Asian markets soar on AI developments as tech sector surges


Asian markets surged on Monday, riding the wave of excitement surrounding artificial intelligence developments in the tech sector.

The Nikkei index in Tokyo rose 1.2 percent, reaching a new 34-year peak, contributing to an 8.7 percent gain in January. Intel and IBM are preparing to announce their results this week, alongside Tesla, Netflix, Lockheed Martin and various other companies.

In the futures market, Nasdaq futures extended their rally with a 0.7 percent increase, while S&P 500 futures strengthened by 0.3 percent. EUROSTOXX 50 futures and FTSE futures also showed positive signs with gains of 1.0 percent and 0.5 percent, respectively.

The MSCI's broadest index of Asia-Pacific shares outside Japan rebounded with a 0.5 percent increase after facing downward pressure last week. China's markets, which experienced a slump to five-year lows, contributed to this pressure, sparking speculation about state funds having to intervene to support stocks.

Despite the challenges, Beijing appears hesitant to implement aggressive stimulus measures, as the central bank opted not to cut rates in its market operations on Monday. The Bank of Japan, on the other hand, is expected to maintain its super-dovish monetary policy during its Tuesday meeting, supported by a second consecutive month of slowing consumer prices.

Analysts anticipate that the Bank of Japan will closely monitor the results of the spring wage rounds to gauge the strength of economic growth before contemplating any tightening measures.

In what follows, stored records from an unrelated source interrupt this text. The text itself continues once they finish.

// ABOUTME: Per-user preset management with unique names and a protected default preset
// ABOUTME: The default-preset pointer is kept in the settings document
//
// SPDX-License-Identifier: MIT OR Apache-2.0
// Copyright (c) 2025 Pierre Fitness Intelligence

use crate::config::StoreConfig;
use crate::constants::presets::DEFAULT_PRESET_NAME;
use crate::constants::store::collections;
use crate::errors::{AppError, AppResult};
use crate::models::{is_default_name, GenerationOptions, Preset};
use crate::store::{Entity, JsonStore, SettingsStore};
use chrono::Utc;
use std::cmp::Ordering;
use std::collections::BTreeMap;
use std::path::Path;
use std::sync::Arc;
use tracing::info;

impl Entity for Preset {
    const COLLECTION: &'static str = collections::PRESETS;

    fn id(&self) -> &str {
        &self.id
    }
}

fn name_taken(
    data: &BTreeMap<String, Preset>,
    user_id: &str,
    name: &str,
    except: Option<&str>,
) -> bool {
    data.values()
        .any(|p| p.user_id == user_id && p.has_name(name) && except != Some(p.id.as_str()))
}

fn validated_name(name: &str) -> AppResult<String> {
    let name = name.trim();
    if name.is_empty() {
        return Err(AppError::invalid_input("Preset name cannot be empty"));
    }
    Ok(name.to_owned())
}

fn owned_by<'a>(
    data: &'a mut BTreeMap<String, Preset>,
    user_id: &str,
    id: &str,
) -> AppResult<&'a mut Preset> {
    data.get_mut(id)
        .filter(|p| p.user_id == user_id)
        .ok_or_else(|| AppError::not_found(format!("Preset '{id}'")))
}

/// Presets first by default-ness, then by name
fn display_order(a: &Preset, b: &Preset) -> Ordering {
    b.is_default()
        .cmp(&a.is_default())
        .then_with(|| a.name.to_lowercase().cmp(&b.name.to_lowercase()))
}

/// Preset CRUD for one data directory
pub struct PresetService {
    store: JsonStore<Preset>,
    settings: Arc<SettingsStore>,
}

impl PresetService {
    /// Service over `presets.json` in `dir`
    #[must_use]
    pub fn open(dir: &Path, config: StoreConfig, settings: Arc<SettingsStore>) -> Self {
        Self {
            store: JsonStore::open(dir, config),
            settings,
        }
    }

    /// The user's "Default" preset, created on first use
    ///
    /// Also repairs the default-preset pointer if it is missing or dangling.
    ///
    /// # Errors
    ///
    /// Returns a storage error if the presets or settings cannot be written
    pub async fn ensure_default(&self, user_id: &str) -> AppResult<Preset> {
        let existing = self
            .store
            .find(|p| p.user_id == user_id && p.is_default())
            .await?
            .into_iter()
            .next();

        let preset = if let Some(preset) = existing {
            preset
        } else {
            let owner = user_id.to_owned();
            self.store
                .mutate(move |data| {
                    if let Some(found) = data
                        .values()
                        .find(|p| p.user_id == owner && p.is_default())
                    {
                        return Ok(found.clone());
                    }
                    let preset = Preset::new(
                        owner.as_str(),
                        DEFAULT_PRESET_NAME,
                        GenerationOptions::default(),
                    );
                    data.insert(preset.id.clone(), preset.clone());
                    info!(user_id = %owner, preset_id = %preset.id, "created default preset");
                    Ok(preset)
                })
                .await?
        };

        let pointer = self.settings.default_preset_id(user_id).await?;
        let dangling = match pointer.as_deref() {
            None => true,
            Some(id) => self.get(user_id, id).await.is_err(),
        };
        if dangling {
            self.settings.set_default_preset_id(user_id, &preset.id).await?;
        }
        Ok(preset)
    }

    /// Save a new preset
    ///
    /// # Errors
    ///
    /// Returns `InvalidInput` for a blank name, `ResourceAlreadyExists` if the
    /// user already has a preset with that name (trimmed, case-insensitive),
    /// or a storage error
    pub async fn create(
        &self,
        user_id: &str,
        name: &str,
        options: GenerationOptions,
    ) -> AppResult<Preset> {
        let name = validated_name(name)?;
        self.ensure_default(user_id).await?;
        let preset = Preset::new(user_id, name, options);
        self.store
            .mutate(move |data| {
                if name_taken(data, &preset.user_id, &preset.name, None) {
                    return Err(AppError::conflict(format!(
                        "A preset named '{}' already exists",
                        preset.name
                    )));
                }
                data.insert(preset.id.clone(), preset.clone());
                Ok(preset)
            })
            .await
    }

    /// Copy a preset under `new_name`, or "<name> (copy)" with a counter if taken
    ///
    /// # Errors
    ///
    /// Returns `ResourceNotFound` for an unknown preset, `ResourceAlreadyExists`
    /// if an explicit `new_name` is taken, or a storage error
    pub async fn duplicate(
        &self,
        user_id: &str,
        id: &str,
        new_name: Option<&str>,
    ) -> AppResult<Preset> {
        let explicit = new_name.map(validated_name).transpose()?;
        let user_id = user_id.to_owned();
        let id = id.to_owned();
        self.store
            .mutate(move |data| {
                let source = owned_by(data, &user_id, &id)?.clone();
                let name = match explicit {
                    Some(name) if name_taken(data, &user_id, &name, None) => {
                        return Err(AppError::conflict(format!(
                            "A preset named '{name}' already exists"
                        )));
                    }
                    Some(name) => name,
                    None => {
                        let base = format!("{} (copy)", source.name);
                        let mut candidate = base.clone();
                        let mut counter = 2;
                        while name_taken(data, &user_id, &candidate, None) {
                            candidate = format!("{} (copy {counter})", source.name);
                            counter += 1;
                        }
                        candidate
                    }
                };
                let copy = Preset::new(user_id.as_str(), name, source.options);
                data.insert(copy.id.clone(), copy.clone());
                Ok(copy)
            })
            .await
    }

    /// Replace a preset's options; allowed for the default preset
    ///
    /// # Errors
    ///
    /// Returns `ResourceNotFound` for an unknown preset, or a storage error
    pub async fn update(
        &self,
        user_id: &str,
        id: &str,
        options: GenerationOptions,
    ) -> AppResult<Preset> {
        let user_id = user_id.to_owned();
        let id = id.to_owned();
        self.store
            .mutate(move |data| {
                let preset = owned_by(data, &user_id, &id)?;
                preset.set_options(options);
                Ok(preset.clone())
            })
            .await
    }

    /// Rename a preset
    ///
    /// # Errors
    ///
    /// Returns `ResourceProtected` when renaming the default preset,
    /// `ResourceAlreadyExists` if the name is taken, `ResourceNotFound` for an
    /// unknown preset, or a storage error
    pub async fn rename(&self, user_id: &str, id: &str, name: &str) -> AppResult<Preset> {
        let name = validated_name(name)?;
        let user_id = user_id.to_owned();
        let id = id.to_owned();
        self.store
            .mutate(move |data| {
                if owned_by(data, &user_id, &id)?.is_default() {
                    return Err(AppError::protected("The Default preset cannot be renamed"));
                }
                if is_default_name(&name) || name_taken(data, &user_id, &name, Some(&id)) {
                    return Err(AppError::conflict(format!(
                        "A preset named '{name}' already exists"
                    )));
                }
                let preset = owned_by(data, &user_id, &id)?;
                preset.name = name;
                preset.updated_at = Utc::now();
                Ok(preset.clone())
            })
            .await
    }

    /// Delete a preset; the default pointer falls back to "Default" if it pointed here
    ///
    /// # Errors
    ///
    /// Returns `ResourceProtected` for the default preset, `ResourceNotFound`
    /// for an unknown preset, or a storage error
    pub async fn delete(&self, user_id: &str, id: &str) -> AppResult<()> {
        let owner = user_id.to_owned();
        let target = id.to_owned();
        self.store
            .mutate(move |data| {
                if owned_by(data, &owner, &target)?.is_default() {
                    return Err(AppError::protected("The Default preset cannot be deleted"));
                }
                data.remove(&target);
                Ok(())
            })
            .await?;

        if self.settings.default_preset_id(user_id).await?.as_deref() == Some(id) {
            let fallback = self.ensure_default(user_id).await?;
            self.settings
                .set_default_preset_id(user_id, &fallback.id)
                .await?;
        }
        Ok(())
    }

    /// The user's presets, "Default" first then by name
    ///
    /// # Errors
    ///
    /// Returns a storage error
    pub async fn list_for_user(&self, user_id: &str) -> AppResult<Vec<Preset>> {
        self.ensure_default(user_id).await?;
        let mut presets = self.store.find(|p| p.user_id == user_id).await?;
        presets.sort_by(display_order);
        Ok(presets)
    }

    /// One of the user's presets
    ///
    /// # Errors
    ///
    /// Returns `ResourceNotFound` if it does not exist or belongs to someone else
    pub async fn get(&self, user_id: &str, id: &str) -> AppResult<Preset> {
        self.store
            .get(id)
            .await?
            .filter(|p| p.user_id == user_id)
            .ok_or_else(|| AppError::not_found(format!("Preset '{id}'")))
    }

    /// Preset the default pointer refers to
    ///
    /// # Errors
    ///
    /// Returns a storage error
    pub async fn default_preset(&self, user_id: &str) -> AppResult<Preset> {
        let fallback = self.ensure_default(user_id).await?;
        match self.settings.default_preset_id(user_id).await? {
            Some(id) => Ok(self.get(user_id, &id).await.unwrap_or(fallback)),
            None => Ok(fallback),
        }
    }

    /// Point the user's default at `id`
    ///
    /// # Errors
    ///
    /// Returns `ResourceNotFound` for an unknown preset, or a storage error
    pub async fn set_default(&self, user_id: &str, id: &str) -> AppResult<Preset> {
        let preset = self.get(user_id, id).await?;
        self.settings.set_default_preset_id(user_id, &preset.id).await?;
        Ok(preset)
    }
}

"Drawing on the first 'shunto' results released mid-March and the April branch managers' meeting, the BoJ will be able to confirm the sustainability of wages and exit negative interest rate policy in April," wrote Barclays analysts in a note.

They anticipate gradual rate hikes from the second half of 2024, but policy rates are expected to remain well below neutral levels.

ECB anticipated to maintain stability

As the week unfolds, global financial markets are bracing for crucial central bank meetings and economic indicators. The upcoming European Central Bank (ECB) on Thursday is anticipated to maintain a stable course following recent hawkish commentary from top ECB officials.

Giovanni Zanni, an analyst at NatWest Markets, noted that while a March cut remains plausible, the strong resistance from ECB officials in recent days increases the likelihood of a cut in June.

"Data have continued to support our long-held view that the ECB probably went too far in its rate rising cycle," he said, as quoted by Reuters.

"We believe that a delay will likely imply the need for a bolder first move, with a 50bp cut more likely than a 25bp one."

Market futures are currently pricing in a 40 basis point easing by June, with a 76 percent chance of a first cut in May. Meanwhile, central banks in Canada and Norway, also meeting this week, are expected to maintain their current rates.

In the United States, recent hawkish commentary has prompted a reduction in the probability of a March cut by the Federal Reserve, now standing at 49 percent, down from around 75 percent a few weeks ago.

With Fed officials in a blackout this week ahead of the next meeting on January 30-31, the prospects for an early easing will be influenced by forthcoming data on U.S. economic growth and core inflation.